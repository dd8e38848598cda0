use std::io::{Read, Write};

use sorted_vec::SortedVec;

use crate::{
	data::{Material, Value},
	ioext::*,
	octree::NodeId,
	VoxError,
	VoxResult,
};

/// Post-edit value of one cell.
#[derive(Debug, Clone, Copy, PartialEq)]
pub struct ValueDiff {
	pub id: NodeId,
	pub index: u16,
	pub value: Value,
}

/// Post-edit material of one cell.
#[derive(Debug, Clone, Copy, PartialEq, Eq)]
pub struct MaterialDiff {
	pub id: NodeId,
	pub index: u16,
	pub material: Material,
}

/// Cells modified since the last synchronization, per leaf.
#[derive(Debug)]
pub struct DirtySet {
	values: SortedVec<u16>,
	materials: SortedVec<u16>,
}

impl DirtySet {
	pub fn new() -> Self {
		Self {
			values: SortedVec::new(),
			materials: SortedVec::new(),
		}
	}

	pub fn mark_value(&mut self, index: usize) {
		mark(&mut self.values, index as u16);
	}

	pub fn mark_material(&mut self, index: usize) {
		mark(&mut self.materials, index as u16);
	}

	pub fn is_empty(&self) -> bool {
		self.values.is_empty() && self.materials.is_empty()
	}

	pub fn clear(&mut self) {
		self.values = SortedVec::new();
		self.materials = SortedVec::new();
	}

	/// Emits the current contents of every marked cell in ascending index order,
	/// then clears the marks.
	pub fn drain_into(&mut self, id: NodeId, values: &[Value], materials: &[Material], out: &mut DiffBatch) {
		let marked = std::mem::replace(&mut self.values, SortedVec::new());
		out.values.extend(marked.iter().map(|&index| ValueDiff {
			id,
			index,
			value: values[index as usize],
		}));
		let marked = std::mem::replace(&mut self.materials, SortedVec::new());
		out.materials.extend(marked.iter().map(|&index| MaterialDiff {
			id,
			index,
			material: materials[index as usize],
		}));
	}
}

fn mark(set: &mut SortedVec<u16>, index: u16) {
	if set.binary_search(&index).is_err() {
		set.insert(index);
	}
}

/// A replication packet. Records are sorted by ascending leaf id so the
/// receiver can apply them in one walk down the tree.
#[derive(Debug, Clone, Default, PartialEq)]
pub struct DiffBatch {
	pub values: Vec<ValueDiff>,
	pub materials: Vec<MaterialDiff>,
}

impl DiffBatch {
	pub fn new() -> Self {
		Self::default()
	}

	pub fn is_empty(&self) -> bool {
		self.values.is_empty() && self.materials.is_empty()
	}

	pub fn len(&self) -> usize {
		self.values.len() + self.materials.len()
	}

	/// Tests that both record lists are ordered by leaf id.
	pub fn is_sorted(&self) -> bool {
		self.values.windows(2).all(|w| w[0].id <= w[1].id)
		&& self.materials.windows(2).all(|w| w[0].id <= w[1].id)
	}

	/// Groups the records by leaf in ascending id order.
	/// The batch must be sorted.
	pub fn leaves(&self) -> Vec<LeafDiffs<'_>> {
		debug_assert!(self.is_sorted());
		let mut groups = Vec::new();
		let (mut v, mut m) = (0, 0);
		while v < self.values.len() || m < self.materials.len() {
			let id = match (self.values.get(v), self.materials.get(m)) {
				(Some(value), Some(material)) => value.id.min(material.id),
				(Some(value), None) => value.id,
				(None, Some(material)) => material.id,
				(None, None) => break,
			};
			let value_end = v + self.values[v..].iter().take_while(|diff| diff.id == id).count();
			let material_end = m + self.materials[m..].iter().take_while(|diff| diff.id == id).count();
			groups.push(LeafDiffs {
				id,
				values: &self.values[v..value_end],
				materials: &self.materials[m..material_end],
			});
			v = value_end;
			m = material_end;
		}
		groups
	}

	/// Splits the batch into packets of at most `max_records` records each.
	/// Every packet stays sorted.
	pub fn split(&self, max_records: usize) -> Vec<DiffBatch> {
		let max_records = max_records.max(1);
		let mut packets = Vec::new();
		for chunk in self.values.chunks(max_records) {
			packets.push(DiffBatch {
				values: chunk.to_vec(),
				materials: Vec::new(),
			});
		}
		for chunk in self.materials.chunks(max_records) {
			packets.push(DiffBatch {
				values: Vec::new(),
				materials: chunk.to_vec(),
			});
		}
		packets
	}
}

/// The records of a [DiffBatch] that target one leaf.
#[derive(Debug, Clone, Copy)]
pub struct LeafDiffs<'a> {
	pub id: NodeId,
	pub values: &'a [ValueDiff],
	pub materials: &'a [MaterialDiff],
}

impl Readable for DiffBatch {
	fn read_from<R: Read>(reader: &mut R) -> VoxResult<Self> {
		let value_count: u32 = reader.read_value()?;
		let mut values = Vec::with_capacity(value_count.min(1 << 16) as usize);
		for _ in 0..value_count {
			values.push(ValueDiff {
				id: reader.read_value()?,
				index: reader.read_value()?,
				value: reader.read_value()?,
			});
		}
		let material_count: u32 = reader.read_value()?;
		let mut materials = Vec::with_capacity(material_count.min(1 << 16) as usize);
		for _ in 0..material_count {
			materials.push(MaterialDiff {
				id: reader.read_value()?,
				index: reader.read_value()?,
				material: reader.read_value()?,
			});
		}
		let batch = Self {
			values,
			materials,
		};
		if !batch.is_sorted() {
			return Err(VoxError::UnsortedDiffs);
		}
		Ok(batch)
	}
}

impl Writable for DiffBatch {
	fn write_to<W: Write>(&self, writer: &mut W) -> VoxResult<usize> {
		let mut length = writer.write_value(self.values.len() as u32)?;
		for diff in self.values.iter() {
			length += writer.write_value(diff.id)?;
			length += writer.write_value(diff.index)?;
			length += writer.write_value(diff.value)?;
		}
		length += writer.write_value(self.materials.len() as u32)?;
		for diff in self.materials.iter() {
			length += writer.write_value(diff.id)?;
			length += writer.write_value(diff.index)?;
			length += writer.write_value(diff.material)?;
		}
		Ok(length)
	}
}

#[cfg(test)]
mod tests {
	use super::*;

	#[test]
	fn drain_is_sorted_and_clears() {
		let mut dirty = DirtySet::new();
		for index in [40, 3, 40, 17] {
			dirty.mark_value(index);
		}
		dirty.mark_material(5);
		let values = (0..64).map(|i| Value(i as f32)).collect::<Vec<_>>();
		let materials = vec![Material::single(7); 64];
		let mut batch = DiffBatch::new();
		dirty.drain_into(NodeId(9), &values, &materials, &mut batch);
		assert!(dirty.is_empty());
		let indices = batch.values.iter().map(|d| d.index).collect::<Vec<_>>();
		assert_eq!(indices, vec![3, 17, 40]);
		assert_eq!(batch.values[2].value, Value(40.0));
		assert_eq!(batch.materials, vec![MaterialDiff { id: NodeId(9), index: 5, material: Material::single(7) }]);
	}

	#[test]
	fn split_and_encode() {
		let batch = DiffBatch {
			values: (0..5).map(|i| ValueDiff { id: NodeId(i / 2), index: i as u16, value: Value(-1.0) }).collect(),
			materials: vec![MaterialDiff { id: NodeId(4), index: 1, material: Material::new(1, 2, 3, 4) }],
		};
		let packets = batch.split(2);
		assert_eq!(packets.len(), 4);
		assert!(packets.iter().all(|p| p.len() <= 2 && p.is_sorted()));
		let mut buffer = Vec::new();
		let written = buffer.write_value(&packets[0]).unwrap();
		assert_eq!(written, buffer.len());
		let decoded: DiffBatch = buffer.as_slice().read_value().unwrap();
		assert_eq!(decoded, packets[0]);
	}

	#[test]
	fn grouped_by_leaf() {
		let batch = DiffBatch {
			values: vec![
				ValueDiff { id: NodeId(1), index: 0, value: Value(1.0) },
				ValueDiff { id: NodeId(1), index: 4, value: Value(1.0) },
				ValueDiff { id: NodeId(3), index: 2, value: Value(1.0) },
			],
			materials: vec![
				MaterialDiff { id: NodeId(2), index: 0, material: Material::single(1) },
				MaterialDiff { id: NodeId(3), index: 9, material: Material::single(1) },
			],
		};
		let groups = batch.leaves();
		let ids = groups.iter().map(|group| group.id).collect::<Vec<_>>();
		assert_eq!(ids, vec![NodeId(1), NodeId(2), NodeId(3)]);
		assert_eq!((groups[0].values.len(), groups[0].materials.len()), (2, 0));
		assert_eq!((groups[1].values.len(), groups[1].materials.len()), (0, 1));
		assert_eq!((groups[2].values.len(), groups[2].materials.len()), (1, 1));
	}

	#[test]
	fn unsorted_packets_are_rejected() {
		let batch = DiffBatch {
			values: vec![
				ValueDiff { id: NodeId(5), index: 0, value: Value(1.0) },
				ValueDiff { id: NodeId(2), index: 0, value: Value(1.0) },
			],
			materials: Vec::new(),
		};
		let mut buffer = Vec::new();
		buffer.write_value(&batch).unwrap();
		let decoded = buffer.as_slice().read_value::<DiffBatch>();
		assert!(matches!(decoded, Err(VoxError::UnsortedDiffs)));
	}
}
□ □ □
WHAT IS REQUIRED> All that should be written out is the stretch of lines above between the one holding "dirty.mark_material(5);" and the one holding "assert_eq!(indices, vec![3, 17, 40]);", inclusive, exactly as given.

SOLUTION BELOW>
		dirty.mark_material(5);
		let values = (0..64).map(|i| Value(i as f32)).collect::<Vec<_>>();
		let materials = vec![Material::single(7); 64];
		let mut batch = DiffBatch::new();
		dirty.drain_into(NodeId(9), &values, &materials, &mut batch);
		assert!(dirty.is_empty());
		let indices = batch.values.iter().map(|d| d.index).collect::<Vec<_>>();
		assert_eq!(indices, vec![3, 17, 40]);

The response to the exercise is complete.